Sebe’ sûresi Mekke’de nâzil olmuştur. 54 âyettir. İsmini, 15. âyette geçen ve Yemen’de bir kavmin ismi olan Sebe’ kelimesinden almıştır. Resmi tertibe göre 34, iniş sırasına göre 58. sûredir.
Sûrede, diğer Mekkî sûrelerde olduğu gibi esasen tevhid, nübüvvet ve âhiret mevzuları işlenir. Bir taraftan Hz. Dâvûd ve Hz. Süleyman’ın dünya saltanatı misal verilip dünya nimetlerinin ancak şükürle devam edeceği belirtilir. Bir taraftan da, aynı dönemde yaşayan Sebe’ halkının maddî zenginlik ve refahları misal verilip nankörlük edilince nimetlerin nasıl geri alındığı dersi verilir. Kendileri inanmadıkları gibi zayıf insanları da dinden döndüren müstekbirlerle onlara kanan mustaz’aflar arasında mahşerde vuku bulacak bir cedelleşme manzarası arz edilerek, mal ve evlatlarının çokluğuna güvenip müslümanların fakirliği ile alay eden kibirli müşriklere hazin âkibetleri seyrettirilir. Çünkü iman ve sâlih amel olmadığı sürece mal da evlat da insana bir fayda sağlamayacaktır. Hepsinin âkıbeti hüsrândır. Ancak Allah yolunda harcanan küçük büyük ne olursa, Allah onun dünyada da âhirette de karşılığını verecektir. Sûrenin sonunda inkârcılar tek tek Allah’ı birlemeye davet edilerek, bâtılın yok olup gideceği, hakkın ise bütün yücelik ve haşmetiyle gâlip geleceği müjdesi verilir.
Mushaftaki sıralamada otuz dördüncü, iniş sırasına göre elli sekizinci sûredir. Lokman sûresinden sonra, Zümer sûresinden önce Mekke’de inmiştir. 6. âyetinin Medine’de nâzil olduğuna dair bir rivayet de vardır.
Cenâb-ı Hakk’ın Dâvûd (a.s.)’a verdiği müstesnâ lutuflar çoktur.
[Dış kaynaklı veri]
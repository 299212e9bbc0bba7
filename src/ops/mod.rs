//! Operation builders and the core update pipeline.
//!
//! Builders give a fluent, validating API for constructing request
//! envelopes; [`update_field`] is the two-step read-then-write pipeline
//! the crate exists for.

mod record;
mod update;

pub use record::RecordContractBuilder;
pub use update::{update_field, UpdateFieldBuilder};
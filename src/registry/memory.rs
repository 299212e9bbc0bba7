//! In-memory registry backend.
//!
//! Thread-safe reference implementation of the [`Registry`] trait for
//! embedded usage and tests. State lives behind a single `RwLock`, so
//! each call observes and produces a consistent registry snapshot; no
//! coordination happens across calls.

use std::collections::{BTreeSet, HashMap};
use std::sync::RwLock;

use crate::key::RecordKey;
use crate::record::Record;
use crate::registry::traits::{Registry, RegistryError};

fn lock_err(context: &'static str) -> RegistryError {
    RegistryError::Backend(format!("poisoned lock: {context}"))
}

#[derive(Debug, Default)]
struct RegistryState {
    by_key: HashMap<RecordKey, Record>,
    by_doc_type: HashMap<String, BTreeSet<RecordKey>>,
}

fn index_insert(state: &mut RegistryState, record: &Record) {
    state
        .by_doc_type
        .entry(record.doc_type.clone())
        .or_default()
        .insert(record.key.clone());
}

fn index_remove(state: &mut RegistryState, doc_type: &str, key: &RecordKey) {
    if let Some(keys) = state.by_doc_type.get_mut(doc_type) {
        keys.remove(key);
        if keys.is_empty() {
            state.by_doc_type.remove(doc_type);
        }
    }
}

/// Thread-safe in-memory registry.
#[derive(Debug, Default)]
pub struct InMemoryRegistry {
    state: RwLock<RegistryState>,
}

impl InMemoryRegistry {
    /// Create a new empty registry.
    #[must_use]
    pub fn new() -> Self {
        Self::default()
    }

    /// Number of records currently held.
    ///
    /// # Errors
    /// `Backend` if the state lock is poisoned.
    pub fn len(&self) -> Result<usize, RegistryError> {
        let state = self.state.read().map_err(|_| lock_err("registry.len"))?;
        Ok(state.by_key.len())
    }

    /// Returns true if no records are held.
    ///
    /// # Errors
    /// `Backend` if the state lock is poisoned.
    pub fn is_empty(&self) -> Result<bool, RegistryError> {
        Ok(self.len()? == 0)
    }
}

impl Registry for InMemoryRegistry {
    fn get(&self, key: &RecordKey) -> Result<Record, RegistryError> {
        let state = self.state.read().map_err(|_| lock_err("registry.get"))?;
        state
            .by_key
            .get(key)
            .cloned()
            .ok_or_else(|| RegistryError::NotFound(key.clone()))
    }

    fn update(&self, record: Record) -> Result<(), RegistryError> {
        let mut state = self.state.write().map_err(|_| lock_err("registry.update"))?;
        let prev = state
            .by_key
            .get(&record.key)
            .cloned()
            .ok_or_else(|| RegistryError::NotFound(record.key.clone()))?;

        if prev.doc_type != record.doc_type {
            index_remove(&mut state, &prev.doc_type, &prev.key);
            index_insert(&mut state, &record);
        }

        state.by_key.insert(record.key.clone(), record);
        Ok(())
    }

    fn insert(&self, record: Record) -> Result<(), RegistryError> {
        let mut state = self.state.write().map_err(|_| lock_err("registry.insert"))?;
        if state.by_key.contains_key(&record.key) {
            return Err(RegistryError::DuplicateKey(record.key.clone()));
        }

        index_insert(&mut state, &record);
        state.by_key.insert(record.key.clone(), record);
        Ok(())
    }

    fn list(&self, doc_type: Option<&str>) -> Result<Vec<Record>, RegistryError> {
        let state = self.state.read().map_err(|_| lock_err("registry.list"))?;

        match doc_type {
            Some(doc_type) => {
                let Some(keys) = state.by_doc_type.get(doc_type) else {
                    return Ok(Vec::new());
                };
                Ok(keys
                    .iter()
                    .filter_map(|key| state.by_key.get(key).cloned())
                    .collect())
            }
            None => {
                let mut records: Vec<Record> = state.by_key.values().cloned().collect();
                records.sort_by(|a, b| a.key.cmp(&b.key));
                Ok(records)
            }
        }
    }
}

#[cfg(test)]
mod tests {
    use super::*;

    use crate::value::Value;

    fn key(s: &str) -> RecordKey {
        RecordKey::new(s).unwrap()
    }

    fn contract(k: &str, vendor: &str) -> Record {
        let mut record = Record::new(key(k), "SUPPLIERCONTRACT");
        record.set_field("contractorInfo", vendor);
        record.set_field("amount", 500);
        record
    }

    #[test]
    fn test_insert_get_roundtrip() {
        let registry = InMemoryRegistry::new();
        let record = contract("PO-1001", "Acme");

        registry.insert(record.clone()).unwrap();
        assert_eq!(registry.len().unwrap(), 1);

        let got = registry.get(&key("PO-1001")).unwrap();
        assert_eq!(got, record);
    }

    #[test]
    fn test_insert_duplicate_key_rejected() {
        let registry = InMemoryRegistry::new();
        registry.insert(contract("PO-1001", "Acme")).unwrap();

        let result = registry.insert(contract("PO-1001", "Other"));
        assert!(matches!(result, Err(RegistryError::DuplicateKey(k)) if k.as_str() == "PO-1001"));

        // The stored record is untouched by the rejected insert.
        let got = registry.get(&key("PO-1001")).unwrap();
        assert_eq!(got.field("contractorInfo"), Some(&Value::String("Acme".into())));
    }

    #[test]
    fn test_get_missing_key_fails_not_found() {
        let registry = InMemoryRegistry::new();
        let result = registry.get(&key("PO-9999"));
        assert!(matches!(result, Err(RegistryError::NotFound(k)) if k.as_str() == "PO-9999"));
    }

    #[test]
    fn test_update_replaces_stored_record() {
        let registry = InMemoryRegistry::new();
        registry.insert(contract("PO-1001", "Acme")).unwrap();

        let mut updated = contract("PO-1001", "NewVendor");
        updated.set_field("amount", 750);
        registry.update(updated.clone()).unwrap();

        let got = registry.get(&key("PO-1001")).unwrap();
        assert_eq!(got, updated);
        assert_eq!(registry.len().unwrap(), 1);
    }

    #[test]
    fn test_update_missing_key_fails_not_found() {
        let registry = InMemoryRegistry::new();
        let result = registry.update(contract("PO-9999", "Acme"));
        assert!(matches!(result, Err(RegistryError::NotFound(_))));
        assert!(registry.is_empty().unwrap());
    }

    #[test]
    fn test_list_filters_by_doc_type_and_sorts_by_key() {
        let registry = InMemoryRegistry::new();
        registry.insert(contract("PO-1002", "Beta")).unwrap();
        registry.insert(contract("PO-1001", "Acme")).unwrap();

        let mut info = Record::new(key("PO-1001-C1"), "CONTRACTORINFO");
        info.set_field("contractorName", "Jordan Lee");
        registry.insert(info).unwrap();

        let contracts = registry.list(Some("SUPPLIERCONTRACT")).unwrap();
        assert_eq!(contracts.len(), 2);
        assert_eq!(contracts[0].key.as_str(), "PO-1001");
        assert_eq!(contracts[1].key.as_str(), "PO-1002");

        let everything = registry.list(None).unwrap();
        assert_eq!(everything.len(), 3);
        assert!(everything.windows(2).all(|w| w[0].key < w[1].key));

        assert!(registry.list(Some("WORKFLOW")).unwrap().is_empty());
    }

    #[test]
    fn test_update_reindexes_when_doc_type_changes() {
        let registry = InMemoryRegistry::new();
        registry.insert(contract("PO-1001", "Acme")).unwrap();

        let mut moved = registry.get(&key("PO-1001")).unwrap();
        moved.doc_type = "ARCHIVEDCONTRACT".to_string();
        registry.update(moved).unwrap();

        assert!(registry.list(Some("SUPPLIERCONTRACT")).unwrap().is_empty());
        let archived = registry.list(Some("ARCHIVEDCONTRACT")).unwrap();
        assert_eq!(archived.len(), 1);
        assert_eq!(archived[0].key.as_str(), "PO-1001");
    }
}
Bazıları şöyledir:
Onu peygamber yapması,
Zebur’u vermesi (bk. İsrâ 17/55),
Ona ve oğlu Süleyman’a hususi bir ilim vermesi (bk. Neml 27/15),
Onu kuvvet ve kudret sahibi kılması (Sad 38/17),
Adâletle hükmetmek üzere yeryüzünde halife kılınması (Sad 37/56),
Hem yüzünün hem de sesinin güzel olması. Hatta sesin güzelliğini anlatmak üzere “Davûdî ses” ifadesini kullanmak meşhur olmuştur.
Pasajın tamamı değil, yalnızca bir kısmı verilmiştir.